A South African tech company is breaking down barriers for pupils to access affordable remote learning in a bid to help salvage the academic school year.
Jendamark Automation has come up with an
e-learning solution that is already proving useful for rural and lower quintile
As part of its Odin Education software system, the company has developed an e-learning device that provides affordable access to curriculum-specific educational material for schools anywhere in the country.
Roll-out of the devices began at the end of June, with more than 600 deployed across rural Free State schools and 75 purchased for grade 12 pupils from Nelson Mandela Bay schools enrolled in the Unity in Africa Foundation’s Incubating Great Engineering Minds (iGEMS) after-school programme.
To mark Mandela Month, Jendamark donated a further 114 devices to grade 11s at Nqweba Secondary in Graaff-Reinet
The android educational tablet, known as Omang – ‘identity’ in Sesotho – is loaded with content from educational publishers, with free data supplied by leading network providers.
Content is specific to each school’s curriculum requirements – including textbooks, approved educational websites and any e-learning platforms or apps it may already be using.
“This is not just about textbooks on tablets. This is about bringing costs down through collaboration to create a truly affordable ed-tech solution for every South African school, with no hidden costs,” Jendamark group MD Quinton Uren says.
“We want every child to have access to a world of knowledge wherever they are – at home, in the classroom, on a taxi, anywhere and anytime.”

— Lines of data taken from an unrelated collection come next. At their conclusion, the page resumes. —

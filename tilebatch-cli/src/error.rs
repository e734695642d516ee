//! CLI error handling with user-friendly messages.
//!
//! Centralizes error handling for the CLI, providing consistent formatting
//! and appropriate exit codes.

use std::fmt;
use std::path::PathBuf;
use std::process;

use tilebatch::config::ConfigFileError;
use tilebatch::model::ModelConfigError;
use tilebatch::tiler::TilerError;

/// CLI-specific errors with user-friendly messages.
#[derive(Debug)]
pub enum CliError {
    /// Failed to initialize logging
    LoggingInit(String),
    /// Configuration file error
    Config(ConfigFileError),
    /// Failed to read an input file
    FileRead { path: PathBuf, error: std::io::Error },
    /// Boundary file could not be interpreted
    Boundary(String),
    /// Tiling parameters rejected
    Tiler(TilerError),
    /// Model configuration or plan rejected
    Model(ModelConfigError),
}

impl CliError {
    /// Exit the process with an appropriate error message and code.
    pub fn exit(&self) -> ! {
        eprintln!("Error: {}", self);

        match self {
            CliError::Boundary(_) => {
                eprintln!();
                eprintln!("The boundary file must be a JSON array of polygons, each a list of");
                eprintln!("rings, each a list of [x, y] points. The first ring is the exterior:");
                eprintln!("  [[[[0, 0], [100, 0], [100, 50], [0, 50]]]]");
            }
            CliError::Config(_) => {
                eprintln!();
                eprintln!("Use 'tilebatch config path' to locate the configuration file.");
            }
            _ => {}
        }

        process::exit(1)
    }
}

impl fmt::Display for CliError {
    fn fmt(&self, f: &mut fmt::Formatter<'_>) -> fmt::Result {
        match self {
            CliError::LoggingInit(msg) => write!(f, "Failed to initialize logging: {}", msg),
            CliError::Config(e) => write!(f, "Configuration error: {}", e),
            CliError::FileRead { path, error } => {
                write!(f, "Failed to read file '{}': {}", path.display(), error)
            }
            CliError::Boundary(msg) => write!(f, "Invalid boundary: {}", msg),
            CliError::Tiler(e) => write!(f, "Tiling error: {}", e),
            CliError::Model(e) => write!(f, "Model error: {}", e),
        }
    }
}

impl std::error::Error for CliError {
    fn source(&self) -> Option<&(dyn std::error::Error + 'static)> {
        match self {
            CliError::Config(e) => Some(e),
            CliError::FileRead { error, .. } => Some(error),
            CliError::Tiler(e) => Some(e),
            CliError::Model(e) => Some(e),
            _ => None,
        }
    }
}

impl From<ConfigFileError> for CliError {
    fn from(e: ConfigFileError) -> Self {
        CliError::Config(e)
    }
}

impl From<TilerError> for CliError {
    fn from(e: TilerError) -> Self {
        CliError::Tiler(e)
    }
}

impl From<ModelConfigError> for CliError {
    fn from(e: ModelConfigError) -> Self {
        CliError::Model(e)
    }
}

Each device is personalised to the pupil’s registered subjects, with bonus website content added based on their interests and most-viewed topics online. Teachers can also upload content, including video lessons, old exam papers and notes, as well being able to set multiple-choice tests, and answer questions via safe class chat forums.

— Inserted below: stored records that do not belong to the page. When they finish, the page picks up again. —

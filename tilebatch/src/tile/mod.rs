//! Tile descriptors and their classification results.
//!
//! A [`TileDescriptor`] identifies one tile to process: its centroid in
//! full-resolution image coordinates plus a slot that receives the
//! [`ClassificationResult`]. Descriptors are shared as `Arc<TileDescriptor>`
//! between the caller, the loader workers and the inference consumer; the
//! consumer is the only writer and the slot can be filled exactly once.

mod classification;
mod error;

pub use classification::ClassificationResult;
pub use error::TileError;

use std::fmt;
use std::sync::{Arc, OnceLock};

use geo::{Coord, Rect};

use crate::tiler::TilePolygon;

/// Identifier of a tile within one inference run.
#[derive(Debug, Clone, Copy, PartialEq, Eq, Hash, PartialOrd, Ord)]
pub struct TileId(pub usize);

impl fmt::Display for TileId {
    fn fmt(&self, f: &mut fmt::Formatter<'_>) -> fmt::Result {
        write!(f, "{}", self.0)
    }
}

/// One tile to be classified.
#[derive(Debug)]
pub struct TileDescriptor {
    id: TileId,
    region: usize,
    name: String,
    centroid: Coord<f64>,
    bounds: Option<Rect<f64>>,
    classification: OnceLock<ClassificationResult>,
}

impl TileDescriptor {
    /// Creates a descriptor centred on `centroid`.
    pub fn new(id: TileId, centroid: Coord<f64>) -> Self {
        Self {
            id,
            region: 0,
            name: format!("Tile {}", id.0),
            centroid,
            bounds: None,
            classification: OnceLock::new(),
        }
    }

    /// Creates a descriptor from a tiler output polygon.
    pub fn from_polygon(id: TileId, polygon: &TilePolygon) -> Self {
        Self {
            bounds: polygon.bounding_rect(),
            ..Self::new(id, polygon.centroid())
        }
    }

    /// Creates the `index`-th tile of `region`, named `"Tile {index}"`.
    pub fn in_region(id: TileId, region: usize, index: usize, polygon: &TilePolygon) -> Self {
        Self {
            region,
            name: format!("Tile {}", index),
            ..Self::from_polygon(id, polygon)
        }
    }

    /// Tile identifier, unique within a run.
    pub fn id(&self) -> TileId {
        self.id
    }

    /// Index of the region the tile was cut from.
    pub fn region(&self) -> usize {
        self.region
    }

    /// Display name; numbering restarts in each region.
    pub fn name(&self) -> &str {
        &self.name
    }

    /// Centroid in full-resolution image coordinates.
    pub fn centroid(&self) -> Coord<f64> {
        self.centroid
    }

    /// Envelope of the source polygon, if known.
    pub fn bounds(&self) -> Option<Rect<f64>> {
        self.bounds
    }

    /// Returns the attached classification, if any.
    pub fn classification(&self) -> Option<&ClassificationResult> {
        self.classification.get()
    }

    /// Returns the top class of the attached classification.
    pub fn class_label(&self) -> Option<&str> {
        self.classification().and_then(|c| c.top_class())
    }

    /// Attaches a classification result.
    ///
    /// Fails if a result was already attached.
    pub fn attach_classification(&self, result: ClassificationResult) -> Result<(), TileError> {
        self.classification
            .set(result)
            .map_err(|_| TileError::AlreadyClassified(self.id))
    }
}

/// Builds descriptors for tiler output, numbering tiles in output order.
pub fn descriptors_from_polygons<I>(polygons: I) -> Vec<Arc<TileDescriptor>>
where
    I: IntoIterator<Item = TilePolygon>,
{
    polygons
        .into_iter()
        .enumerate()
        .map(|(i, polygon)| Arc::new(TileDescriptor::from_polygon(TileId(i), &polygon)))
        .collect()
}

/// Builds descriptors for per-region tiler output.
///
/// Ids run across all regions; names restart at `Tile 0` in each region.
pub fn descriptors_from_regions<I, R>(regions: I) -> Vec<Arc<TileDescriptor>>
where
    I: IntoIterator<Item = R>,
    R: IntoIterator<Item = TilePolygon>,
{
    let mut descriptors = Vec::new();
    for (region, polygons) in regions.into_iter().enumerate() {
        for (index, polygon) in polygons.into_iter().enumerate() {
            let id = TileId(descriptors.len());
            descriptors.push(Arc::new(TileDescriptor::in_region(id, region, index, &polygon)));
        }
    }
    descriptors
}

#[cfg(test)]
mod tests {
    use super::*;

    fn cell(x: f64, y: f64, size: f64) -> TilePolygon {
        TilePolygon::Cell(Rect::new(
            Coord { x, y },
            Coord {
                x: x + size,
                y: y + size,
            },
        ))
    }

    #[test]
    fn test_from_polygon() {
        let descriptor = TileDescriptor::from_polygon(TileId(3), &cell(0.0, 0.0, 10.0));
        assert_eq!(descriptor.id(), TileId(3));
        assert_eq!(descriptor.name(), "Tile 3");
        assert_eq!(descriptor.centroid(), Coord { x: 5.0, y: 5.0 });
        assert!(descriptor.bounds().is_some());
        assert!(descriptor.classification().is_none());
    }

    #[test]
    fn test_attach_once() {
        let descriptor = TileDescriptor::new(TileId(0), Coord { x: 1.0, y: 1.0 });
        let result = ClassificationResult::new([("a", 0.9), ("b", 0.1)]).unwrap();

        descriptor.attach_classification(result.clone()).unwrap();
        assert_eq!(descriptor.class_label(), Some("a"));

        let second = descriptor.attach_classification(result);
        assert_eq!(second, Err(TileError::AlreadyClassified(TileId(0))));
    }

    #[test]
    fn test_descriptors_numbered_in_order() {
        let descriptors =
            descriptors_from_polygons(vec![cell(0.0, 0.0, 10.0), cell(10.0, 0.0, 10.0)]);
        assert_eq!(descriptors.len(), 2);
        assert_eq!(descriptors[0].id(), TileId(0));
        assert_eq!(descriptors[1].id(), TileId(1));
        assert_eq!(descriptors[1].centroid(), Coord { x: 15.0, y: 5.0 });
    }

    #[test]
    fn test_region_names_restart() {
        let descriptors = descriptors_from_regions(vec![
            vec![cell(0.0, 0.0, 10.0), cell(10.0, 0.0, 10.0)],
            vec![],
            vec![cell(100.0, 0.0, 10.0)],
        ]);

        let summary: Vec<(usize, usize, &str)> = descriptors
            .iter()
            .map(|d| (d.id().0, d.region(), d.name()))
            .collect();
        assert_eq!(
            summary,
            vec![(0, 0, "Tile 0"), (1, 0, "Tile 1"), (2, 2, "Tile 0")]
        );
    }

    #[test]
    fn test_descriptor_is_send_sync() {
        fn assert_send_sync<T: Send + Sync>() {}
        assert_send_sync::<TileDescriptor>();
    }
}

“No matter where learners sit, they can still study,” says Putsoe Modukanele, principal of Olien Secondary School in Fauresmith.
“With the Omang device we can keep up with the times and teach beyond the classroom.”
The coronavirus highlighted the immediate need to speed up digital education for remote learning, says Jendamark’s head of Odin Education, Ajit Gopalakrishnan.
“In this digital world, there is no shortage of quality educational content, but access to that content and to devices like phones or tablets is a real obstacle for many South African children.
“We know data is also an issue, so our devices are pre-loaded with a set amount per learner, which can be managed as the school chooses.”
The user can be locked out of the device is stolen or lost, rendering it valueless to would-be thieves.
Unity in Africa Foundation GM Berenice Rose says providing additional maths and science classes and support for iGEMS pupils had been challenging during the lockdown.
“Right now it is very important for us to remain at the cutting edge of content delivery. Kids need to be very resilient, as their whole educational path is just obstacle after obstacle,” Rose says.
“Through our collaboration, we will be able to teach them and communicate directly through these devices, so that they can carry on with their academic progress.”
Grade 12 pupil Xhanti Qandana says: “We are excited. This is huge for us, as we come from very underprivileged homes. It’s like having a second teacher.”
The pre-loaded devices can be bought by schools or provincial education departments at a monthly cost of R134 per pupil, including 2GB of data and full tech support.